------ EXERCISE DATA ------

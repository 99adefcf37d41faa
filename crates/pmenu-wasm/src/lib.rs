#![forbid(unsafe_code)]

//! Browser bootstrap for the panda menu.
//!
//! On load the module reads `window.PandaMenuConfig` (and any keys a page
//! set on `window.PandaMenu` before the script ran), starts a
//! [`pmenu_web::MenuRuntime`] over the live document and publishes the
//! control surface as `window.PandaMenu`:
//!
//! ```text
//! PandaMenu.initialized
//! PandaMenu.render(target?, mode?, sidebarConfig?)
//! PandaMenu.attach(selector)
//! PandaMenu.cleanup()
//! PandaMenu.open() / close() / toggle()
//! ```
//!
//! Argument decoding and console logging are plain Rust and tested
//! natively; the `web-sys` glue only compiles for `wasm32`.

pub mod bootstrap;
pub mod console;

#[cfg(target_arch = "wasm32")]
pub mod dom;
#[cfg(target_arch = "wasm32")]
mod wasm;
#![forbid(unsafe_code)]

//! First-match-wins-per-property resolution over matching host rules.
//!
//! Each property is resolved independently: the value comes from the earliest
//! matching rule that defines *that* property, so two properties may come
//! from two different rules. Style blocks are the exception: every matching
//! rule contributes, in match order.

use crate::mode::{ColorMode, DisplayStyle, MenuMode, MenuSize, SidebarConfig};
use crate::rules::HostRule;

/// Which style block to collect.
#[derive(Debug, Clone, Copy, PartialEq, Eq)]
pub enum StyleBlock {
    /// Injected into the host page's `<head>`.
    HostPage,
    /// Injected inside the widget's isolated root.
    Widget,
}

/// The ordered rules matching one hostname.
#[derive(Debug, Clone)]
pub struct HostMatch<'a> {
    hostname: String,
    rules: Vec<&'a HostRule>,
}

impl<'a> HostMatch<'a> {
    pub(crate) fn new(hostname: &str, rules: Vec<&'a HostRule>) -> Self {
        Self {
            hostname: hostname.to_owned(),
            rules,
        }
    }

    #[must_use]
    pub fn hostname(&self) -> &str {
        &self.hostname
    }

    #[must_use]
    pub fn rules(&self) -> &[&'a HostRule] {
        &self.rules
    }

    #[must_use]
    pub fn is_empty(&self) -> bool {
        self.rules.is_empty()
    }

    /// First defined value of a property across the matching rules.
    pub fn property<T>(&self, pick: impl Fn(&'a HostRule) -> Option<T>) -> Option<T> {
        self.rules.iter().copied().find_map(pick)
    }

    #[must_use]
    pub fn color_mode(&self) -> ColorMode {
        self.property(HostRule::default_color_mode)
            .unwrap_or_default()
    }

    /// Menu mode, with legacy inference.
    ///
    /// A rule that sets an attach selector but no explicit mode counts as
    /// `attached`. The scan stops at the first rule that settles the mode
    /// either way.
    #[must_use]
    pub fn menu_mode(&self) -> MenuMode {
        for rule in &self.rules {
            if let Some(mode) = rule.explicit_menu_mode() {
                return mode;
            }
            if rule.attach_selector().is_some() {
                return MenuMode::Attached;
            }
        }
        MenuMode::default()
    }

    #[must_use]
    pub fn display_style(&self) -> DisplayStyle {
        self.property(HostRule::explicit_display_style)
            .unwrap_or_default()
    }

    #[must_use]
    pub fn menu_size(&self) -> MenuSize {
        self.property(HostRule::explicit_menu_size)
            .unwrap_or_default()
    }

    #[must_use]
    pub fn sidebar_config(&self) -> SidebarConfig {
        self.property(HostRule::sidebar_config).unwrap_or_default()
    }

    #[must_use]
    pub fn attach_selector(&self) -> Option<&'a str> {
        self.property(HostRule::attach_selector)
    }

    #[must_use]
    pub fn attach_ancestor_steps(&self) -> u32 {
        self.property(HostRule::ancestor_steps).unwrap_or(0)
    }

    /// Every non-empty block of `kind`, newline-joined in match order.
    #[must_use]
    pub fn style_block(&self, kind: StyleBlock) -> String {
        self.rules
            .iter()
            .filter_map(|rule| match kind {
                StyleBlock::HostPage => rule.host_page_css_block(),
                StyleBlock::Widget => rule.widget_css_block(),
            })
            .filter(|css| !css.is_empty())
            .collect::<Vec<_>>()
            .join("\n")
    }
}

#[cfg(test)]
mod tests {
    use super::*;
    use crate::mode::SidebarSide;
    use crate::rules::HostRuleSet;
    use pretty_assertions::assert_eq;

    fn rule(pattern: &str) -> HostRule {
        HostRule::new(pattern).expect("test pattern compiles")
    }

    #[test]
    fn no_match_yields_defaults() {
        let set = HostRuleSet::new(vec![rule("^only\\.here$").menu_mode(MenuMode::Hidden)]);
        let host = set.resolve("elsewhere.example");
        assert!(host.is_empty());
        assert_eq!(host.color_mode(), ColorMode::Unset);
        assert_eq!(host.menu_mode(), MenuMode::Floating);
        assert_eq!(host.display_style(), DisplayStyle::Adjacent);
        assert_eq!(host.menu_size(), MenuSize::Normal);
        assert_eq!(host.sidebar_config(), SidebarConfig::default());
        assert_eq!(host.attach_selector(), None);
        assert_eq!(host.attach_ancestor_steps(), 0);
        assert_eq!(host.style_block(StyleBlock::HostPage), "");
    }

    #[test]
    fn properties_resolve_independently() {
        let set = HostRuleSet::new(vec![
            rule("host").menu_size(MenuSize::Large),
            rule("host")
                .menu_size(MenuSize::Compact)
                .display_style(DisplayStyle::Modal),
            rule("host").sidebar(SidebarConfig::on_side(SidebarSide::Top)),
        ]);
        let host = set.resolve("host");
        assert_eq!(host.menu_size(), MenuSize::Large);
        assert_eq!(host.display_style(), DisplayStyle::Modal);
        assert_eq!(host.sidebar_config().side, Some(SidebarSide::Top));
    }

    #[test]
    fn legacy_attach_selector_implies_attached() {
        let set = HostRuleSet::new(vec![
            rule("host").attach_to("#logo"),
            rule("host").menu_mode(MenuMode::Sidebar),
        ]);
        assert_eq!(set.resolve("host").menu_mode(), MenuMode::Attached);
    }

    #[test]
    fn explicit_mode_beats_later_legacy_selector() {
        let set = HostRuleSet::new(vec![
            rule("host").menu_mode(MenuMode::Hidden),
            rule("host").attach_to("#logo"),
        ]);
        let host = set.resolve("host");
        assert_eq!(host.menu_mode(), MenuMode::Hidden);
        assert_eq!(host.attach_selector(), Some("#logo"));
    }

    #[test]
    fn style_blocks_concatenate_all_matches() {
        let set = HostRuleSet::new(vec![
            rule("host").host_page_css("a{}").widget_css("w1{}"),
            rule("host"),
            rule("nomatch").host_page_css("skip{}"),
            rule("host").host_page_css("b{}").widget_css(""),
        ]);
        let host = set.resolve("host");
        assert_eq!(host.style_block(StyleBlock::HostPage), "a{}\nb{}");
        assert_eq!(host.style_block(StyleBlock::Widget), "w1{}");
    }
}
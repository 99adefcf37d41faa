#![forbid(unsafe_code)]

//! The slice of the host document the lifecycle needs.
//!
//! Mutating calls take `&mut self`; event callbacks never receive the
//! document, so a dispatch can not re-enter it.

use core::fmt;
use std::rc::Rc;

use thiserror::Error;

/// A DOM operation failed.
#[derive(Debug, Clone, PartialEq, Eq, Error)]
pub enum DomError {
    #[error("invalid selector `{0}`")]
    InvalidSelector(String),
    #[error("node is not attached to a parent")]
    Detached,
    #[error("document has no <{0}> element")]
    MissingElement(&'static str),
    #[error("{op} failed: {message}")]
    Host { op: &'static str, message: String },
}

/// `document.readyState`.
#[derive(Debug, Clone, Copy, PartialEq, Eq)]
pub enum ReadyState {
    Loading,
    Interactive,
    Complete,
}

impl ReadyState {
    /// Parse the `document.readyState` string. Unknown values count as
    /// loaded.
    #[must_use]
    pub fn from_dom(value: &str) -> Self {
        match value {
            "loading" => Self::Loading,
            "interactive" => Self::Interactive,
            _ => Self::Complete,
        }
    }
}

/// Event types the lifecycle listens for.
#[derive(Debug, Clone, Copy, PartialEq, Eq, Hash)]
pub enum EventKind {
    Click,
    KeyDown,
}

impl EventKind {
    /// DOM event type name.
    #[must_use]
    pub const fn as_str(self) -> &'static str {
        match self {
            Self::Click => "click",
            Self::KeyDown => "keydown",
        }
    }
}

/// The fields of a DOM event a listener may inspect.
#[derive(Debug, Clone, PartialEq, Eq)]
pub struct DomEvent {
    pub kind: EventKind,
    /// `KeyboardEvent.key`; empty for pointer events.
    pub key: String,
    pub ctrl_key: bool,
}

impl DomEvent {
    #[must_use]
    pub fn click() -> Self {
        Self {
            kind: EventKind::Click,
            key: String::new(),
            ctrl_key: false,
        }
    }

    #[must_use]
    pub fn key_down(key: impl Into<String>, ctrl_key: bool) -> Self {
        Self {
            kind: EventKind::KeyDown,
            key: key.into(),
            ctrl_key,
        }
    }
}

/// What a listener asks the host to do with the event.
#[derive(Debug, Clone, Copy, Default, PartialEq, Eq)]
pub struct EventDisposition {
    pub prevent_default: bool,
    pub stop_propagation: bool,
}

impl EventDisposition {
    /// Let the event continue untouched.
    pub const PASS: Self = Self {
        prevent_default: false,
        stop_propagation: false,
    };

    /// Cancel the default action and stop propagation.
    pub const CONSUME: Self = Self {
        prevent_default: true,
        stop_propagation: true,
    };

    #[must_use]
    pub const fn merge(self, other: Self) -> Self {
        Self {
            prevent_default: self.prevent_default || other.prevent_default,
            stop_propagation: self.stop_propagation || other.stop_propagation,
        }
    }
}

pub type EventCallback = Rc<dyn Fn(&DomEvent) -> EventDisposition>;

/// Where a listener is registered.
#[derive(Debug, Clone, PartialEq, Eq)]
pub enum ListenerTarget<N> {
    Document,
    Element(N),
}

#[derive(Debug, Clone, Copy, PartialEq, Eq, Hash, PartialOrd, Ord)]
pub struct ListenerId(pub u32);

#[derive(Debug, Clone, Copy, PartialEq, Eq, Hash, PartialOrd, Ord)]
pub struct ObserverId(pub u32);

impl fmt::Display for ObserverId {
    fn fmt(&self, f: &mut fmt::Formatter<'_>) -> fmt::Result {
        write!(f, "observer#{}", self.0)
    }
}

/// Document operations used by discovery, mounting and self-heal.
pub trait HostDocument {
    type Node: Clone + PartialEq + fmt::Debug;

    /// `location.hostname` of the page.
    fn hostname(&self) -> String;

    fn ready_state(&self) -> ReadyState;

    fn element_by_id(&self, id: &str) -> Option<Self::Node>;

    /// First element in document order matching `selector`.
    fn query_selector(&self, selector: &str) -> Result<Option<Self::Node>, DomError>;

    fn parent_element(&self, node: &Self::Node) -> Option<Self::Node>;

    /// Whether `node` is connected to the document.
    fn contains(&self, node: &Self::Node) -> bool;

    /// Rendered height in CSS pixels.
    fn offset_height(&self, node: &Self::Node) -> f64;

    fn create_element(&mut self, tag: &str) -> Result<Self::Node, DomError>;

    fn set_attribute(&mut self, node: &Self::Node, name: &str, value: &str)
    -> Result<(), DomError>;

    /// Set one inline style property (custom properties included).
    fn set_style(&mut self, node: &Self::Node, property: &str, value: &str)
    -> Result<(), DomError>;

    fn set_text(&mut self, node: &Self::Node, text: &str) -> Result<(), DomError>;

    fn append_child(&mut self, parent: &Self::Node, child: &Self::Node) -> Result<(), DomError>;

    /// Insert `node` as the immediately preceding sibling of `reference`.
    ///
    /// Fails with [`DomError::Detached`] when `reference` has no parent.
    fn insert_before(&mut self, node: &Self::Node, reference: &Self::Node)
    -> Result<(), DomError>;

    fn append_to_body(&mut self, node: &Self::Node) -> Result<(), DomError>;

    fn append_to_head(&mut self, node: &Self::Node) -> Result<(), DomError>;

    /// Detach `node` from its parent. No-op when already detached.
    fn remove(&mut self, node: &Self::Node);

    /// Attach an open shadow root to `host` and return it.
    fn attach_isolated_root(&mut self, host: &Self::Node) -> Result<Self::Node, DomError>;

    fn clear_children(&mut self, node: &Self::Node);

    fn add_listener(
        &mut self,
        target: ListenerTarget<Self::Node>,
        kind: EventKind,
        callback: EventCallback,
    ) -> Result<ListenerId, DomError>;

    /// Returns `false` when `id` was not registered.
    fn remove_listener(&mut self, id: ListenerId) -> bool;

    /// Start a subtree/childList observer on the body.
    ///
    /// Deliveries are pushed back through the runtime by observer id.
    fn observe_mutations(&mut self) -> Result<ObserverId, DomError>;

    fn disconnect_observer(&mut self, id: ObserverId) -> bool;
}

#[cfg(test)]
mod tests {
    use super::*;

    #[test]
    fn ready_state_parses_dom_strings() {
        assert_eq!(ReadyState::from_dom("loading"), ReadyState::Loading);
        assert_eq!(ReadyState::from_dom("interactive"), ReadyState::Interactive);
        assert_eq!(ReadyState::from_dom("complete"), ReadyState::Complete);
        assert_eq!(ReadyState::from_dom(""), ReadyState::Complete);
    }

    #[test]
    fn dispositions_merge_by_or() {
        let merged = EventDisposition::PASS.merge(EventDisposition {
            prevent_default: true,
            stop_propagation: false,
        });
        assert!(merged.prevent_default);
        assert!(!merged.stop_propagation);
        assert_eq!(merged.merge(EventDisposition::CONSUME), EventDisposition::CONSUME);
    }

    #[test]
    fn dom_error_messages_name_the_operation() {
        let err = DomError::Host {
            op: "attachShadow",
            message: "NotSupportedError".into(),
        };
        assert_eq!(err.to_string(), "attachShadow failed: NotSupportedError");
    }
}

------

**WORK INSTRUCTIONS:** Return the lines above that include the string "MenuMode".

**ANSWER BOX:**
use crate::mode::{ColorMode, DisplayStyle, MenuMode, MenuSize, SidebarConfig};
    pub fn menu_mode(&self) -> MenuMode {
                return MenuMode::Attached;
        MenuMode::default()
        let set = HostRuleSet::new(vec![rule("^only\\.here$").menu_mode(MenuMode::Hidden)]);
        assert_eq!(host.menu_mode(), MenuMode::Floating);
            rule("host").menu_mode(MenuMode::Sidebar),
        assert_eq!(set.resolve("host").menu_mode(), MenuMode::Attached);
            rule("host").menu_mode(MenuMode::Hidden),
        assert_eq!(host.menu_mode(), MenuMode::Hidden);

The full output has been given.